Я хочу сказать, что стихи Бродского напоминали мне (прошу прощения, но как художник я имею право сказать такую глупость) зарифмованную в стихах страницу романа Достоевского, которую я перечитывал три раза. Бродский плел ткань, в которой проза становилась поэзией, поэзия превращалась в прозу, а проза в свою очередь вновь обертывалась с помощью рифмовки и, разумеется, с помощью поразительного сцепления слов в невероятно неслыханную поэзию.
К этому времени я был довольно долго дружен с очень тогда знаменитым поэтом Евгением Евтушенко, которого я спросил однажды, что он думает о стихах Бродского. Мне он тогда, то есть почти полвека назад, ответил, что это не очень похоже на русское стихосложение. Итак, стихи Бродского воспринимались как небывалые. И именно здесь я усматриваю самое большое сходство с Маяковским, с его неординарностью.

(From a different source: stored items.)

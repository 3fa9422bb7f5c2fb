//! Backend numeric-library boundary
//!
//! The dispatch engine never computes a convolution itself; it builds kernels
//! through this seam and feeds buffers through them. The boundary mirrors a
//! native NHWC kernel library: one creation entry point per numeric path,
//! matching setup/run entry points, and a small status enumeration with a
//! single success value. The engine compares statuses against
//! [`BackendStatus::Success`] and otherwise carries them opaquely in errors.
//!
//! [`ConvBackend`] is object-safe so operators hold `Arc<dyn ConvBackend>`;
//! tests substitute counting stubs through the same seam.

pub mod reference;

use std::fmt;
use std::sync::Arc;

use serde::{Deserialize, Serialize};

use crate::tensor::{Tensor, TensorData};

pub use reference::ReferenceBackend;

/// Status codes reported by a kernel backend
///
/// Exactly one value denotes success; callers must not interpret the others
/// beyond attaching them to errors for diagnostics.
#[derive(Debug, Clone, Copy, PartialEq, Eq, Serialize, Deserialize)]
pub enum BackendStatus {
    /// The call completed
    Success,
    /// A parameter was rejected (shape, scale count, clamp ordering, ...)
    InvalidParameter,
    /// The configuration is valid but not supported by this backend
    UnsupportedConfiguration,
    /// A backend-internal allocation failed
    OutOfMemory,
    /// The kernel is unknown, released, or not yet set up
    InvalidState,
}

impl fmt::Display for BackendStatus {
    fn fmt(&self, f: &mut fmt::Formatter<'_>) -> fmt::Result {
        let name = match self {
            BackendStatus::Success => "success",
            BackendStatus::InvalidParameter => "invalid_parameter",
            BackendStatus::UnsupportedConfiguration => "unsupported_configuration",
            BackendStatus::OutOfMemory => "out_of_memory",
            BackendStatus::InvalidState => "invalid_state",
        };
        write!(f, "{name}")
    }
}

/// Opaque identifier of a backend kernel
#[derive(Debug, Clone, Copy, PartialEq, Eq, Hash)]
pub struct KernelId(u64);

impl KernelId {
    /// Wrap a raw backend identifier
    #[must_use]
    pub fn new(raw: u64) -> Self {
        Self(raw)
    }

    /// Raw identifier value
    #[must_use]
    pub fn raw(self) -> u64 {
        self.0
    }
}

/// Geometry shared by every conv2d kernel variant
///
/// Channel counts are split per group; the channel *strides* are the full
/// input/output channel counts, which lets one construction path cover both
/// depthwise (`groups == channels`) and standard (`groups == 1`) convolution.
#[derive(Debug, Clone, PartialEq, Eq)]
pub struct ConvGeometry {
    /// Explicit input padding: top, left, bottom, right
    pub padding: [usize; 4],
    /// Kernel spatial extent: height, width
    pub kernel: [usize; 2],
    /// Stride per spatial axis
    pub stride: [usize; 2],
    /// Dilation per spatial axis
    pub dilation: [usize; 2],
    /// Number of convolution groups
    pub groups: usize,
    /// Input channels per group
    pub group_channels_in: usize,
    /// Output channels per group
    pub group_channels_out: usize,
    /// Distance between pixels in the input, in elements (total input channels)
    pub input_channel_stride: usize,
    /// Distance between pixels in the output, in elements (total output channels)
    pub output_channel_stride: usize,
    /// TensorFlow-style SAME padding: ignore `padding` and derive pads from
    /// the live input extents at setup time, extra padding at bottom/right
    pub same_upper_padding: bool,
}

/// Parameters for the full-precision float path
#[derive(Debug, Clone)]
pub struct F32ConvParams {
    /// Shared conv geometry
    pub geometry: ConvGeometry,
    /// Packed weight in `{M, kH, kW, C/g}` layout, `f32`
    pub weights: Arc<Tensor>,
    /// Optional per-output-channel bias
    pub bias: Option<Vec<f32>>,
    /// Lower output clamp
    pub output_min: f32,
    /// Upper output clamp
    pub output_max: f32,
}

/// Parameters for the per-tensor signed 8-bit path
#[derive(Debug, Clone)]
pub struct Qs8ConvParams {
    /// Shared conv geometry
    pub geometry: ConvGeometry,
    /// Packed weight in `{M, kH, kW, C/g}` layout, `i8`
    pub weights: Arc<Tensor>,
    /// Optional per-output-channel bias, 32-bit accumulator domain
    pub bias: Option<Vec<i32>>,
    /// Input zero point
    pub x_zero_point: i8,
    /// Input scale
    pub x_scale: f32,
    /// Weight scale (single value for the whole tensor)
    pub w_scale: f32,
    /// Output zero point
    pub y_zero_point: i8,
    /// Output scale
    pub y_scale: f32,
    /// Lower output clamp
    pub output_min: i8,
    /// Upper output clamp
    pub output_max: i8,
}

/// Parameters for the per-channel signed 8-bit path
#[derive(Debug, Clone)]
pub struct Qc8ConvParams {
    /// Shared conv geometry
    pub geometry: ConvGeometry,
    /// Packed weight in `{M, kH, kW, C/g}` layout, `i8`
    pub weights: Arc<Tensor>,
    /// Optional per-output-channel bias, 32-bit accumulator domain
    pub bias: Option<Vec<i32>>,
    /// Input zero point
    pub x_zero_point: i8,
    /// Input scale
    pub x_scale: f32,
    /// Weight scales, one per output channel
    pub w_scales: Vec<f32>,
    /// Output zero point
    pub y_zero_point: i8,
    /// Output scale
    pub y_scale: f32,
    /// Lower output clamp
    pub output_min: i8,
    /// Upper output clamp
    pub output_max: i8,
}

/// Parameters for the per-tensor unsigned 8-bit path
///
/// Unlike the signed paths, the weight carries its own zero point.
#[derive(Debug, Clone)]
pub struct Qu8ConvParams {
    /// Shared conv geometry
    pub geometry: ConvGeometry,
    /// Packed weight in `{M, kH, kW, C/g}` layout, `u8`
    pub weights: Arc<Tensor>,
    /// Optional per-output-channel bias, 32-bit accumulator domain
    pub bias: Option<Vec<i32>>,
    /// Input zero point
    pub x_zero_point: u8,
    /// Input scale
    pub x_scale: f32,
    /// Weight zero point
    pub w_zero_point: u8,
    /// Weight scale (single value for the whole tensor)
    pub w_scale: f32,
    /// Output zero point
    pub y_zero_point: u8,
    /// Output scale
    pub y_scale: f32,
    /// Lower output clamp
    pub output_min: u8,
    /// Upper output clamp
    pub output_max: u8,
}

/// NHWC convolution kernel backend
///
/// Creation consumes the parameter struct; the backend owns everything it
/// needs for the kernel's lifetime. `setup_conv2d` binds the batch and
/// spatial extents for the next run and must be repeated whenever they
/// change; `run_conv2d` executes synchronously against the supplied buffers.
/// `release_conv2d` must be called exactly once per created kernel;
/// operations on a released id report [`BackendStatus::InvalidState`].
pub trait ConvBackend: Send + Sync {
    /// Create a full-precision float conv2d kernel
    ///
    /// # Errors
    ///
    /// Returns the backend status code on rejection.
    fn create_conv2d_f32(&self, params: F32ConvParams) -> Result<KernelId, BackendStatus>;

    /// Create a per-tensor signed 8-bit conv2d kernel
    ///
    /// # Errors
    ///
    /// Returns the backend status code on rejection.
    fn create_conv2d_qs8(&self, params: Qs8ConvParams) -> Result<KernelId, BackendStatus>;

    /// Create a per-channel signed 8-bit conv2d kernel
    ///
    /// # Errors
    ///
    /// Returns the backend status code on rejection.
    fn create_conv2d_qc8(&self, params: Qc8ConvParams) -> Result<KernelId, BackendStatus>;

    /// Create a per-tensor unsigned 8-bit conv2d kernel
    ///
    /// # Errors
    ///
    /// Returns the backend status code on rejection.
    fn create_conv2d_qu8(&self, params: Qu8ConvParams) -> Result<KernelId, BackendStatus>;

    /// Bind batch and spatial extents for the next run
    fn setup_conv2d(&self, kernel: KernelId, batch: usize, height: usize, width: usize)
        -> BackendStatus;

    /// Execute the kernel once, synchronously
    fn run_conv2d(
        &self,
        kernel: KernelId,
        input: &TensorData,
        output: &mut TensorData,
    ) -> BackendStatus;

    /// Release the kernel's backend resources
    fn release_conv2d(&self, kernel: KernelId);
}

Сходство их поэтик заменено несколькими исследователями.
Я не говорю, что стихи Бродского похожи на стихи Маяковского. Они очень разные поэты, но оба входили в русскую поэзию, как будто бы они "с неба свалившись".
Да вот и Виктор Кривулин писал нечто похожее о своем впечатлении от публичного выступления Бродского: «Мы, подростки, балдели от ощущения новой, неслыханной музыки» [48]48
Виктор Кривулин. Слово о нобелитете Иосифа Бродского // Русская мысль, 11 ноября 1988. Лит. приложение. № 7. С. 2.
[Закрыть]. А чем вас больше всего удивлял Бродский как человек?
Чем еще поразил меня Бродский и отчего мы с ним даже как бы несколько подружились, хотя ни я слишком не вчитывался в его стихи, ни он слишком не всматривался в мою живопись. Дело все в том, что мне было наплевать, выставят ли мои картины, и ему – напечатают ли его стихи. Главное – создать. Такой точки зрения придерживались далеко не все.
Что усмотрела советская система в его стихах опасного и крамольного?
Случилось так, что так называемый "социализм" в эти годы дал свою очередную трещину. Как известно, по закону нам даны и свобода слова, и свобода собраний. Поэтому мне писать свои картинки у себя дома и показывать их друзьям не возбранялось. И Бродскому писать свои стихи и читать их у кого-то на дому тоже не запрещалось. К этому трудно было "пришить" какое-то политическое дело, если непосредственно в этих стихах или картинах не было какого-нибудь антисоветского лозунга. Но подобные нам люди сильно разрушают монолит советской власти. Законом тоталитарных режимов должно быть единомыслие. И к ним старались подобрать какие-то "ключи" с тем, чтобы их либо утихомирить, либо изолировать.
Бродского судят и высылают в ссылку совсем не за его стихи как таковые, а за то, что он – Иосиф Бродский, за то, что он личность. Но главное за то, что он, живя в советской системе, был человеком, никакого отношения к "советскому" не имеющим. Однако власти просчитались: они не представляли, что дело Бродского вызовет такой невероятный резонанс. Питерские власти решили пугнуть свою питерскую интеллигенцию. И фигура Бродского показалась им наиболее подходящей. Но вышло наоборот: они сделали его имя более славным и более знаменитым.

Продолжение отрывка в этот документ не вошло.